Zero dep cover for new car

Having car insurance is essential and mandatory for every car owner not only to observe the legal implications but also to ensure personal safety and the safety of your beloved four-wheeler. In the case of any accidental circumstances involving your vehicle, this insurance will act as a protective shield to face the challenges.

However, in this context, it must be mentioned that having a basic third-party plan is enough by legal standards, but it is not sufficient to ensure the safety of your vehicle. It is always advisable to opt for an elaborate comprehensive cover protection. Not only the coverage span is extensive here, but you can further extend it by adding suitable riders to it.

Some of the most popular riders include NCB Protection cover, Zero Depreciation cover, Roadside Assistance cover, etc. In this article, we will highlight the importance of having Zero Dep insurance, especially for new cars.

What is meant by depreciation?

Depreciation is the technical term used to determine the deduction of the values of your car as well as some of its components because of wear and tear. During a claim settlement, your insurance provider will allow compensation depending on the depreciated value of the concerned vehicle and its components. This implies that the policyholder needs to bridge the gap between the actual value and the depreciated value.

What is meant by Zero Depreciation in car insurance?
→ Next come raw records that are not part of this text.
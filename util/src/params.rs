//! Generic parameters functions

// ---------------------------------------------------------------------------
// IMPORTS
// ---------------------------------------------------------------------------

use serde::de::DeserializeOwned;
use std::fs::read_to_string;
use thiserror::Error;
use toml;

// ---------------------------------------------------------------------------
// ENUMERATIONS
// ---------------------------------------------------------------------------

/// An error that occurs during loading of a parameter file.
#[derive(Debug, Error)]
pub enum LoadError {
    #[error("The software root environment variable (TANK_SW_ROOT) is not set")]
    SwRootNotSet,

    #[error("Cannot load the parmeter file: {0}")]
    FileLoadError(std::io::Error),

    #[error("Cannot read the parameter file: {0}")]
    DeserialiseError(toml::de::Error)
}

// ---------------------------------------------------------------------------
// PUBLIC FUNCTIONS
// ---------------------------------------------------------------------------

/// Load a parameter file
///
/// The file path is relative to the "tank_sw/params" directory
pub fn load<P>(param_file_path: &str) -> Result<P, LoadError> 
where
    P: DeserializeOwned
{
    // Get the params dir
    let mut path = crate::host::get_tank_sw_root()
        .map_err(|_| LoadError::SwRootNotSet)?;
    path.push("params");
    path.push(param_file_path);

    // Load the file into a string
    let params_str = read_to_string(path)
        .map_err(LoadError::FileLoadError)?;

    parse(params_str.as_str())
}

/// Parse a parameter structure from a TOML string.
pub fn parse<P>(params_str: &str) -> Result<P, LoadError>
where
    P: DeserializeOwned
{
    toml::from_str(params_str).map_err(LoadError::DeserialiseError)
}
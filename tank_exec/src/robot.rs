//! Robot owning context
//!
//! Holds every actuator controller so that the autonomous and operator phases
//! are handed the robot explicitly rather than reaching for globals.

// ---------------------------------------------------------------------------
// IMPORTS
// ---------------------------------------------------------------------------

// External
use log::info;
use serde::Deserialize;

// Internal
use crate::abort::AbortHandle;
use crate::aux_ctrl::{self, Conveyor, Intake};
use crate::drive_ctrl::{self, DriveCtrl, DriveCtrlError};
use crate::man_ctrl::{self, ControllerState, ManCtrl, ManCtrlError};
use crate::motor::{ConfigError, MotorBackend};
use util::module::State;

// ---------------------------------------------------------------------------
// DATA STRUCTURES
// ---------------------------------------------------------------------------

/// Parameters for every component of the robot.
#[derive(Clone, Debug, Deserialize)]
pub struct RobotParams {
    pub drive: drive_ctrl::Params,
    pub intake: aux_ctrl::Params,
    pub conveyor: aux_ctrl::Params,
    pub man_ctrl: man_ctrl::Params
}

/// The robot's actuators and its manual control dispatcher.
pub struct Robot {
    pub drive: DriveCtrl,
    pub intake: Intake,
    pub conveyor: Conveyor,

    man_ctrl: ManCtrl
}

// ---------------------------------------------------------------------------
// ENUMERATIONS
// ---------------------------------------------------------------------------

#[derive(Debug, thiserror::Error)]
pub enum RobotError {
    #[error("Could not build the drive: {0}")]
    Drive(#[from] DriveCtrlError),

    #[error("Could not build the intake: {0}")]
    Intake(ConfigError),

    #[error("Could not build the conveyor: {0}")]
    Conveyor(ConfigError),

    #[error("Could not initialise manual control: {0}")]
    ManCtrl(#[from] ManCtrlError)
}

// ---------------------------------------------------------------------------
// IMPLEMENTATIONS
// ---------------------------------------------------------------------------

impl Robot {
    /// Build the robot on the given backend.
    ///
    /// Every motor is opened through the same backend, so a port used by two
    /// components is rejected here.
    pub fn new(
        params: RobotParams, 
        backend: &mut dyn MotorBackend
    ) -> Result<Self, RobotError> {
        let drive = DriveCtrl::new(params.drive, backend)?;
        let intake = Intake::new(&params.intake, backend)
            .map_err(RobotError::Intake)?;
        let conveyor = Conveyor::new(&params.conveyor, backend)
            .map_err(RobotError::Conveyor)?;

        let mut man_ctrl = ManCtrl::default();
        man_ctrl.init(params.man_ctrl)?;

        info!("Robot initialised");

        Ok(Self {
            drive,
            intake,
            conveyor,
            man_ctrl
        })
    }

    /// Run one operator control cycle from the given controller state.
    pub fn driver_cycle(&mut self, controller: &ControllerState) 
        -> Result<man_ctrl::StatusReport, ManCtrlError> 
    {
        let (dems, report) = self.man_ctrl.proc(controller)?;

        self.drive.driver(dems.left, dems.right);
        self.intake.driver(controller);
        self.conveyor.driver(controller);

        Ok(report)
    }

    /// Stop every actuator.
    pub fn stop_all(&mut self) {
        self.drive.stop();
        self.intake.stop();
        self.conveyor.stop();
    }

    /// Handle aborting any motion in progress on the drive.
    pub fn abort_handle(&self) -> AbortHandle {
        self.drive.abort_handle()
    }
}

#[cfg(test)]
pub(crate) mod test {
    use super::*;
    use crate::man_ctrl::Button;
    use crate::sim::{SimBackend, SimParams};

    pub(crate) const ROBOT_TOML: &str = r#"
        [drive]
        wheel_diameter_in = 4.0
        base_width_in = 12.75
        k_p = 60.0
        k_i = 0.05
        k_d = 55.0
        ctrl_period_ms = 0
        max_iterations = 2000

        [drive.left]
        ports = [13, 11]
        reversed = [false, false]

        [drive.right]
        ports = [10, 3]
        reversed = [true, true]

        [intake]
        fwd_button = "L1"
        rev_button = "L2"

        [intake.group]
        ports = [18, 12]
        reversed = [false, true]

        [conveyor]
        fwd_button = "R1"
        rev_button = "R2"

        [conveyor.group]
        ports = [15]
        reversed = [true]

        [man_ctrl]
        axis_deadband = 0.05
    "#;

    /// A robot on an ideal simulated plant with no control period.
    pub(crate) fn sim_robot() -> (Robot, SimBackend) {
        let params: RobotParams = util::params::parse(ROBOT_TOML).unwrap();
        let mut backend = SimBackend::new(SimParams {
            time_const_s: 0.0,
            ..Default::default()
        });
        let robot = Robot::new(params, &mut backend).unwrap();
        (robot, backend)
    }

    #[test]
    fn test_new() {
        let (_robot, backend) = sim_robot();
        assert_eq!(backend.ports(), vec![3, 10, 11, 12, 13, 15, 18]);
    }

    #[test]
    fn test_shared_port() {
        let mut params: RobotParams = util::params::parse(ROBOT_TOML).unwrap();
        params.conveyor.group.ports = vec![12];

        let mut backend = SimBackend::new(SimParams::default());
        assert!(matches!(
            Robot::new(params, &mut backend),
            Err(RobotError::Conveyor(ConfigError::PortInUse(12)))
        ));
    }

    #[test]
    fn test_driver_cycle() {
        let (mut robot, backend) = sim_robot();

        let mut controller = ControllerState {
            left_y: 1.0,
            right_y: -0.5,
            ..Default::default()
        };
        controller.set_pressed(Button::L1, true);
        controller.set_pressed(Button::R2, true);

        robot.driver_cycle(&controller).unwrap();

        assert_eq!(backend.handle(13).unwrap().commanded_velocity_rpm(), 200.0);
        assert_eq!(backend.handle(10).unwrap().commanded_velocity_rpm(), 100.0);
        assert_eq!(backend.handle(18).unwrap().commanded_velocity_rpm(), 200.0);
        assert_eq!(backend.handle(15).unwrap().commanded_velocity_rpm(), 200.0);

        robot.stop_all();
        for port in backend.ports() {
            assert_eq!(backend.handle(port).unwrap().commanded_velocity_rpm(), 0.0);
        }
    }
}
Zero depreciation in car insurance is a special rider that you can add with your comprehensive cover which allows you to bypass the depreciation cost. With this coverage, your insurance provider will allow full compensation for your vehicle and its components during claim settlement. This implies comparatively higher payouts and lowered OUP expenses at the same time.

How is depreciation calculated on cars?

The 2 important determinants of the depreciation of a car are natural wear and tear and the other one is age. The IRDAI has mandated the uniform age-based depreciation rates of four-wheelers to ensure easy calculation.

AGE OF THE VEHICLE RATE OF DEPRECIATION
Below 6 months Zero
Between 6 months and 1 year 5%
Between 1 year and 2 years 10%
Between 2 and 3 years 15%
Between 3 and 4 years 25%
Between 4 and 5 years 35%
Between 5 and 10 years 40%
Above 10 years 50%

Benefits of Zero Depreciation cover

Zero Dep cover comes in quite handy under certain specific circumstances, especially in the case of a new car insurance, which depreciates very quickly. Some of the most significant benefits of having a Zero Depreciation cover are as follows:

1. Easy claim compensation:

Comprehensive coverage with Zero Depreciation cover never involves any depreciative value reduction and qualifies for complete value settlement. In case your vehicle suffers any accidental damage, your claim settlement will not deduct the depreciation amount.

2. Cost:

Zero Dep insurance is an optional rider that needs to be purchased separately along with a comprehensive plan on paying a slightly higher additional premium. So, a comprehensive plan with zero-dep insurance will obviously cost slightly more than a standard policy.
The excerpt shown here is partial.